INSTRUCTIONS TO FOLLOW. If a line in the records below holds the word "SelectionCoordinator", copy it.

Stored items:
════════════════
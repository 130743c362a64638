use std::collections::BTreeSet;

use serde::{Deserialize, Serialize};

use crate::types::ContactRecord;

/// Caller-owned set of favorite company names for one session
#[derive(Debug, Clone, Default, PartialEq, Eq, Serialize, Deserialize)]
#[serde(transparent)]
pub struct FavoriteSet {
    names: BTreeSet<String>,
}

impl FavoriteSet {
    pub fn new() -> Self {
        Self::default()
    }

    /// Flip membership of `name`; returns whether it is a favorite afterwards.
    pub fn toggle(&mut self, name: &str) -> bool {
        if self.names.remove(name) {
            return false;
        }
        self.names.insert(name.to_string());
        true
    }

    #[must_use]
    pub fn contains(&self, name: &str) -> bool {
        self.names.contains(name)
    }

    /// Favorite by session membership or by the table's own marker column
    #[must_use]
    pub fn is_favorite(&self, record: &ContactRecord) -> bool {
        record.marked_favorite || self.contains(&record.name)
    }

    #[must_use]
    pub fn len(&self) -> usize {
        self.names.len()
    }

    #[must_use]
    pub fn is_empty(&self) -> bool {
        self.names.is_empty()
    }
}

impl<S: Into<String>> FromIterator<S> for FavoriteSet {
    fn from_iter<I: IntoIterator<Item = S>>(iter: I) -> Self {
        Self {
            names: iter.into_iter().map(Into::into).collect(),
        }
    }
}
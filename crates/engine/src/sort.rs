use std::cmp::Ordering;

use crate::engine::DirectoryEntry;

/// Favorites first, then name ascending. Input order breaks remaining ties.
pub(crate) fn order_entries(entries: &mut [DirectoryEntry<'_>]) {
    // slice::sort_by is stable
    entries.sort_by(compare);
}

fn compare(a: &DirectoryEntry<'_>, b: &DirectoryEntry<'_>) -> Ordering {
    b.is_favorite
        .cmp(&a.is_favorite)
        .then_with(|| a.record.name.cmp(&b.record.name))
}
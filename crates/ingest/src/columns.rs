use serde::{Deserialize, Serialize};

use crate::error::{IngestError, Result};

/// Logical fields a contact sheet can carry
#[derive(Debug, Clone, Copy, PartialEq, Eq, Hash, PartialOrd, Ord)]
pub enum Field {
    Name,
    Address,
    Department,
    Contact,
    Phone,
    Tags,
    Parking,
    Notes,
    Image,
    LastVisit,
    Favorite,
}

impl Field {
    pub const ALL: [Self; 11] = [
        Self::Name,
        Self::Address,
        Self::Department,
        Self::Contact,
        Self::Phone,
        Self::Tags,
        Self::Parking,
        Self::Notes,
        Self::Image,
        Self::LastVisit,
        Self::Favorite,
    ];

    pub const fn as_str(self) -> &'static str {
        match self {
            Self::Name => "name",
            Self::Address => "address",
            Self::Department => "department",
            Self::Contact => "contact",
            Self::Phone => "phone",
            Self::Tags => "tags",
            Self::Parking => "parking",
            Self::Notes => "notes",
            Self::Image => "image",
            Self::LastVisit => "last_visit",
            Self::Favorite => "favorite",
        }
    }

    const fn required(self) -> bool {
        matches!(self, Self::Name | Self::Address)
    }
}

/// Accepted column headers per field, in lookup order.
///
/// Sheets drift between variants (`부서명` vs `부서`, optional photo/visit/favorite
/// columns), so every field is a list and the first header present in the table wins.
#[derive(Debug, Clone, PartialEq, Eq, Serialize, Deserialize)]
#[serde(default)]
pub struct ColumnAliases {
    pub name: Vec<String>,
    pub address: Vec<String>,
    pub department: Vec<String>,
    pub contact: Vec<String>,
    pub phone: Vec<String>,
    pub tags: Vec<String>,
    pub parking: Vec<String>,
    pub notes: Vec<String>,
    pub image: Vec<String>,
    pub last_visit: Vec<String>,
    pub favorite: Vec<String>,
}

fn headers(names: &[&str]) -> Vec<String> {
    names.iter().map(ToString::to_string).collect()
}

impl Default for ColumnAliases {
    fn default() -> Self {
        Self {
            name: headers(&["거래처명"]),
            address: headers(&["주소"]),
            department: headers(&["부서명", "부서"]),
            contact: headers(&["담당자"]),
            phone: headers(&["연락처"]),
            tags: headers(&["취급품목"]),
            parking: headers(&["주차 및 진입 정보", "주차정보"]),
            notes: headers(&["거래처 성향 / 특이사항", "특이사항"]),
            image: headers(&["이미지"]),
            last_visit: headers(&["마지막 방문일"]),
            favorite: headers(&["즐겨찾기"]),
        }
    }
}

impl ColumnAliases {
    #[must_use]
    pub fn for_field(&self, field: Field) -> &[String] {
        match field {
            Field::Name => &self.name,
            Field::Address => &self.address,
            Field::Department => &self.department,
            Field::Contact => &self.contact,
            Field::Phone => &self.phone,
            Field::Tags => &self.tags,
            Field::Parking => &self.parking,
            Field::Notes => &self.notes,
            Field::Image => &self.image,
            Field::LastVisit => &self.last_visit,
            Field::Favorite => &self.favorite,
        }
    }

    fn for_field_mut(&mut self, field: Field) -> &mut Vec<String> {
        match field {
            Field::Name => &mut self.name,
            Field::Address => &mut self.address,
            Field::Department => &mut self.department,
            Field::Contact => &mut self.contact,
            Field::Phone => &mut self.phone,
            Field::Tags => &mut self.tags,
            Field::Parking => &mut self.parking,
            Field::Notes => &mut self.notes,
            Field::Image => &mut self.image,
            Field::LastVisit => &mut self.last_visit,
            Field::Favorite => &mut self.favorite,
        }
    }

    /// Append `extra` aliases after the built-in ones, skipping duplicates.
    #[must_use]
    pub fn merged_with(mut self, extra: &Self) -> Self {
        for field in Field::ALL {
            let target = self.for_field_mut(field);
            for alias in extra.for_field(field) {
                let alias = alias.trim();
                if !alias.is_empty() && !target.iter().any(|a| a == alias) {
                    target.push(alias.to_string());
                }
            }
        }
        self
    }

    /// Pick the header to read for each field from the headers present in a table.
    ///
    /// An empty header list (empty table) resolves nothing and is not an error.
    pub fn resolve(&self, present: &[&str]) -> Result<ColumnMap> {
        let mut map = ColumnMap::default();
        if present.is_empty() {
            return Ok(map);
        }

        for field in Field::ALL {
            let aliases = self.for_field(field);
            let found = aliases
                .iter()
                .find(|alias| present.contains(&alias.as_str()))
                .cloned();
            if found.is_none() && field.required() {
                return Err(IngestError::SchemaMismatch(format!(
                    "no column for {} (tried {})",
                    field.as_str(),
                    aliases.join(", ")
                )));
            }
            log::debug!("column {} -> {:?}", field.as_str(), found);
            map.set(field, found);
        }
        Ok(map)
    }
}

/// Resolved header per field for one table
#[derive(Debug, Clone, Default, PartialEq, Eq)]
pub struct ColumnMap {
    columns: [Option<String>; 11],
}

impl ColumnMap {
    #[must_use]
    pub fn column(&self, field: Field) -> Option<&str> {
        self.columns[field as usize].as_deref()
    }

    fn set(&mut self, field: Field, column: Option<String>) {
        self.columns[field as usize] = column;
    }
}
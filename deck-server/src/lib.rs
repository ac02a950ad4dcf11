//! # Deck Server Library
//!
//! Hosts embedded slide views over WebSocket. Each connection to `/ws` is
//! one view with its own protocol handler; this library is shared by the
//! binary and the integration tests.

use std::sync::Arc;

use axum::{routing::get, Router};
use deck_core::StyleResolver;
use deck_protocol::{AutosaveConfig, SnapshotStore};

pub mod bridge;
pub mod config;
pub mod health;
pub mod metrics;

pub use config::Config;

/// Shared application state.
#[derive(Clone)]
pub struct AppState {
    /// Style resolver over the loaded template and theme registries.
    pub resolver: StyleResolver,
    /// Snapshot storage shared by every view.
    pub store: Arc<dyn SnapshotStore>,
    /// Autosave settings for new views.
    pub autosave: AutosaveConfig,
    /// Theme for views that do not name one.
    pub default_theme: String,
}

impl AppState {
    /// Create application state.
    pub fn new(
        resolver: StyleResolver,
        store: Arc<dyn SnapshotStore>,
        autosave: AutosaveConfig,
        default_theme: impl Into<String>,
    ) -> Self {
        Self {
            resolver,
            store,
            autosave,
            default_theme: default_theme.into(),
        }
    }
}

/// View and health routes. The binary adds metrics and HTTP layers.
pub fn routes(state: AppState) -> Router {
    Router::new()
        .route("/health/live", get(health::liveness))
        .route("/health/ready", get(health::readiness))
        .route("/health", get(health::readiness))
        .route("/ws", get(bridge::view_handler))
        .with_state(state)
}
//! Single-element selection for a slide view.

use crate::element::{Element, ElementId};
use crate::error::{DeckError, DeckResult};
use crate::event::Event;
use crate::registry::ElementRegistry;

/// Tracks at most one selected element.
///
/// Every successful transition returns the event to emit. Failed selections
/// return an error and leave the selection unchanged.
#[derive(Debug, Clone, Default)]
pub struct SelectionCoordinator {
    selected: Option<ElementId>,
}

impl SelectionCoordinator {
    /// Create with nothing selected.
    #[must_use]
    pub fn new() -> Self {
        Self::default()
    }

    /// Currently selected id.
    #[must_use]
    pub const fn selected(&self) -> Option<&ElementId> {
        self.selected.as_ref()
    }

    /// Whether `id` is the selected element.
    #[must_use]
    pub fn is_selected(&self, id: &ElementId) -> bool {
        self.selected.as_ref() == Some(id)
    }

    /// Select an element.
    ///
    /// # Errors
    ///
    /// Returns [`DeckError::ElementNotFound`] if the element is missing, or
    /// [`DeckError::NotSelectable`] if it is locked or hidden.
    pub fn select(&mut self, registry: &ElementRegistry, id: &ElementId) -> DeckResult<Event> {
        let element = registry
            .get(id)
            .ok_or_else(|| DeckError::ElementNotFound(id.to_string()))?;
        if element.locked {
            return Err(DeckError::NotSelectable {
                id: id.to_string(),
                reason: "locked",
            });
        }
        if !element.visible {
            return Err(DeckError::NotSelectable {
                id: id.to_string(),
                reason: "hidden",
            });
        }
        self.selected = Some(id.clone());
        Ok(Event::selected(element))
    }

    /// Clear the selection. Returns an event if something was selected.
    pub fn deselect(&mut self) -> Option<Event> {
        self.selected
            .take()
            .map(|element_id| Event::ElementDeselected { element_id })
    }

    /// React to an element being removed.
    pub fn on_deleted(&mut self, id: &ElementId) -> Option<Event> {
        if self.is_selected(id) {
            self.deselect()
        } else {
            None
        }
    }

    /// React to an element changing: refresh the selection, or drop it if
    /// the element is no longer interactive.
    pub fn on_updated(&mut self, element: &Element) -> Option<Event> {
        if !self.is_selected(&element.id) {
            return None;
        }
        if element.is_interactive() {
            Some(Event::selected(element))
        } else {
            self.deselect()
        }
    }
}
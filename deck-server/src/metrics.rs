//! Prometheus metrics for deck-server.
//!
//! Command, validation and autosave counters are recorded by `deck-protocol`
//! through the `metrics` facade; this module installs the recorder and owns
//! the connection-level metrics.

use metrics::{counter, gauge};
use metrics_exporter_prometheus::{BuildError, PrometheusBuilder, PrometheusHandle};

const VIEW_CONNECTIONS_ACTIVE: &str = "deck_view_connections_active";
const EVENTS_TOTAL: &str = "deck_events_total";
const FRAMES_REJECTED_TOTAL: &str = "deck_frames_rejected_total";

/// Initialize metrics and return the Prometheus handle.
///
/// # Errors
///
/// Returns an error if the Prometheus recorder cannot be installed
/// (e.g., if another recorder is already installed).
pub fn init_metrics() -> Result<PrometheusHandle, BuildError> {
    PrometheusBuilder::new().install_recorder()
}

/// Increment active view connections.
pub fn inc_view_connections() {
    gauge!(VIEW_CONNECTIONS_ACTIVE).increment(1.0);
}

/// Decrement active view connections.
pub fn dec_view_connections() {
    gauge!(VIEW_CONNECTIONS_ACTIVE).decrement(1.0);
}

/// Record an event forwarded to the host.
pub fn record_event(kind: &'static str) {
    counter!(EVENTS_TOTAL, "type" => kind).increment(1);
}

/// Record a frame that was not a command, e.g. binary data.
pub fn record_frame_rejected(reason: &'static str) {
    counter!(FRAMES_REJECTED_TOTAL, "reason" => reason).increment(1);
}

#[cfg(test)]
mod tests {
    use super::*;

    #[test]
    fn test_recording_without_recorder_is_noop() {
        inc_view_connections();
        record_event("elementSelected");
        record_frame_rejected("binary");
        dec_view_connections();
    }
}
//! Debounced persistence of the open slide.
//!
//! Each [`AutosaveCoordinator::schedule`] call aborts the pending timer task
//! and starts a new one (trailing-edge debounce). When a timer fires it spawns
//! the flush as its own task, so aborting a timer never interrupts a write.
//! Flushes take a write lock before capturing the registry, so they reach the
//! store in the order they captured state.

use std::sync::{Arc, Mutex, PoisonError};
use std::time::Duration;

use deck_core::registry::{self, SharedRegistry};
use deck_core::{Event, SlideSnapshot};
use metrics::counter;
use tokio::sync::mpsc;
use tokio::task::JoinHandle;

use crate::storage::{PersistenceError, SnapshotStore};

/// Default quiet period before a flush.
pub const DEFAULT_QUIET_PERIOD: Duration = Duration::from_millis(2500);

const AUTOSAVE_FLUSHES_TOTAL: &str = "deck_autosave_flushes_total";

/// Autosave settings.
#[derive(Debug, Clone, Copy, PartialEq, Eq)]
pub struct AutosaveConfig {
    /// Time without mutations before the slide is written.
    pub quiet_period: Duration,
}

impl Default for AutosaveConfig {
    fn default() -> Self {
        Self {
            quiet_period: DEFAULT_QUIET_PERIOD,
        }
    }
}

/// Running totals for the coordinator.
#[derive(Debug, Clone, Default, PartialEq, Eq)]
pub struct AutosaveStatus {
    /// Successful flushes.
    pub flushes: u64,
    /// Failed flushes.
    pub failures: u64,
    /// Failures since the last success.
    pub consecutive_failures: u32,
    /// Message of the most recent failure, cleared on success.
    pub last_error: Option<String>,
    /// Registry revision of the last successful flush.
    pub last_saved_revision: Option<u64>,
}

/// Result of a successful flush.
#[derive(Debug, Clone, Copy, PartialEq, Eq)]
pub struct FlushOutcome {
    /// Slide written.
    pub slide_index: usize,
    /// Elements written.
    pub element_count: usize,
    /// Registry revision captured.
    pub revision: u64,
}

struct FlushContext {
    presentation_id: String,
    registry: SharedRegistry,
    store: Arc<dyn SnapshotStore>,
    events: mpsc::UnboundedSender<Event>,
    write_lock: tokio::sync::Mutex<()>,
    status: Mutex<AutosaveStatus>,
}

impl FlushContext {
    async fn flush(&self) -> Result<FlushOutcome, PersistenceError> {
        let _write = self.write_lock.lock().await;
        let (slide_index, revision, snapshot) = {
            let registry = registry::lock(&self.registry);
            (
                registry.slide_index(),
                registry.revision(),
                SlideSnapshot::capture(&registry),
            )
        };
        let element_count = snapshot.element_count();

        let result = self
            .store
            .save(&self.presentation_id, slide_index, &snapshot)
            .await;

        let mut status = self.status.lock().unwrap_or_else(PoisonError::into_inner);
        match result {
            Ok(()) => {
                status.flushes += 1;
                status.consecutive_failures = 0;
                status.last_error = None;
                status.last_saved_revision = Some(revision);
                drop(status);
                counter!(AUTOSAVE_FLUSHES_TOTAL, "outcome" => "ok").increment(1);
                tracing::debug!(
                    presentation = %self.presentation_id,
                    slide = slide_index,
                    elements = element_count,
                    revision,
                    "autosave completed"
                );
                self.emit(Event::AutosaveCompleted {
                    slide_index,
                    element_count,
                    revision,
                });
                Ok(FlushOutcome {
                    slide_index,
                    element_count,
                    revision,
                })
            }
            Err(e) => {
                status.failures += 1;
                status.consecutive_failures = status.consecutive_failures.saturating_add(1);
                status.last_error = Some(e.to_string());
                drop(status);
                counter!(AUTOSAVE_FLUSHES_TOTAL, "outcome" => "error").increment(1);
                tracing::warn!(
                    presentation = %self.presentation_id,
                    slide = slide_index,
                    error = %e,
                    "autosave failed"
                );
                self.emit(Event::AutosaveFailed {
                    slide_index,
                    error: e.to_string(),
                });
                Err(e)
            }
        }
    }

    fn emit(&self, event: Event) {
        if self.events.send(event).is_err() {
            tracing::debug!("event receiver dropped");
        }
    }
}

/// Debounces registry mutations into snapshot writes.
pub struct AutosaveCoordinator {
    config: AutosaveConfig,
    context: Arc<FlushContext>,
    pending: Mutex<Option<JoinHandle<()>>>,
}

impl AutosaveCoordinator {
    /// Create a coordinator for one presentation's open slide.
    #[must_use]
    pub fn new(
        config: AutosaveConfig,
        presentation_id: impl Into<String>,
        registry: SharedRegistry,
        store: Arc<dyn SnapshotStore>,
        events: mpsc::UnboundedSender<Event>,
    ) -> Self {
        Self {
            config,
            context: Arc::new(FlushContext {
                presentation_id: presentation_id.into(),
                registry,
                store,
                events,
                write_lock: tokio::sync::Mutex::new(()),
                status: Mutex::new(AutosaveStatus::default()),
            }),
            pending: Mutex::new(None),
        }
    }

    /// Settings in use.
    #[must_use]
    pub const fn config(&self) -> AutosaveConfig {
        self.config
    }

    /// Restart the quiet-period timer. Must be called within a tokio runtime.
    pub fn schedule(&self) {
        let context = Arc::clone(&self.context);
        let quiet_period = self.config.quiet_period;
        let timer = tokio::spawn(async move {
            tokio::time::sleep(quiet_period).await;
            // Detached so that a later schedule() cannot abort the write.
            tokio::spawn(async move {
                let _ = context.flush().await;
            });
        });

        let mut pending = self.pending.lock().unwrap_or_else(PoisonError::into_inner);
        if let Some(previous) = pending.replace(timer) {
            previous.abort();
        }
    }

    /// Whether a timer is waiting to fire.
    #[must_use]
    pub fn is_pending(&self) -> bool {
        self.pending
            .lock()
            .unwrap_or_else(PoisonError::into_inner)
            .as_ref()
            .is_some_and(|handle| !handle.is_finished())
    }

    /// Cancel any pending timer without flushing.
    pub fn cancel(&self) {
        if let Some(handle) = self
            .pending
            .lock()
            .unwrap_or_else(PoisonError::into_inner)
            .take()
        {
            handle.abort();
        }
    }

    /// Cancel the pending timer and write the current state immediately.
    ///
    /// # Errors
    ///
    /// Returns the store's error. The failure is also recorded in
    /// [`AutosaveStatus`] and emitted as an `autosaveFailed` event.
    pub async fn flush_now(&self) -> Result<FlushOutcome, PersistenceError> {
        self.cancel();
        self.context.flush().await
    }

    /// Record that `revision` matches what the store holds, e.g. right after
    /// a slide was loaded from it.
    pub fn mark_clean(&self, revision: u64) {
        self.context
            .status
            .lock()
            .unwrap_or_else(PoisonError::into_inner)
            .last_saved_revision = Some(revision);
    }

    /// Whether `revision` differs from the last state known to be stored.
    #[must_use]
    pub fn is_dirty(&self, revision: u64) -> bool {
        self.context
            .status
            .lock()
            .unwrap_or_else(PoisonError::into_inner)
            .last_saved_revision
            != Some(revision)
    }

    /// Snapshot of the running totals.
    #[must_use]
    pub fn status(&self) -> AutosaveStatus {
        self.context
            .status
            .lock()
            .unwrap_or_else(PoisonError::into_inner)
            .clone()
    }
}

impl Drop for AutosaveCoordinator {
    fn drop(&mut self) {
        self.cancel();
    }
}

impl std::fmt::Debug for AutosaveCoordinator {
    fn fmt(&self, f: &mut std::fmt::Formatter<'_>) -> std::fmt::Result {
        f.debug_struct("AutosaveCoordinator")
            .field("config", &self.config)
            .field("presentation_id", &self.context.presentation_id)
            .field("pending", &self.is_pending())
            .finish_non_exhaustive()
    }
}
════════════════
REPLY.
pub struct SelectionCoordinator {
impl SelectionCoordinator {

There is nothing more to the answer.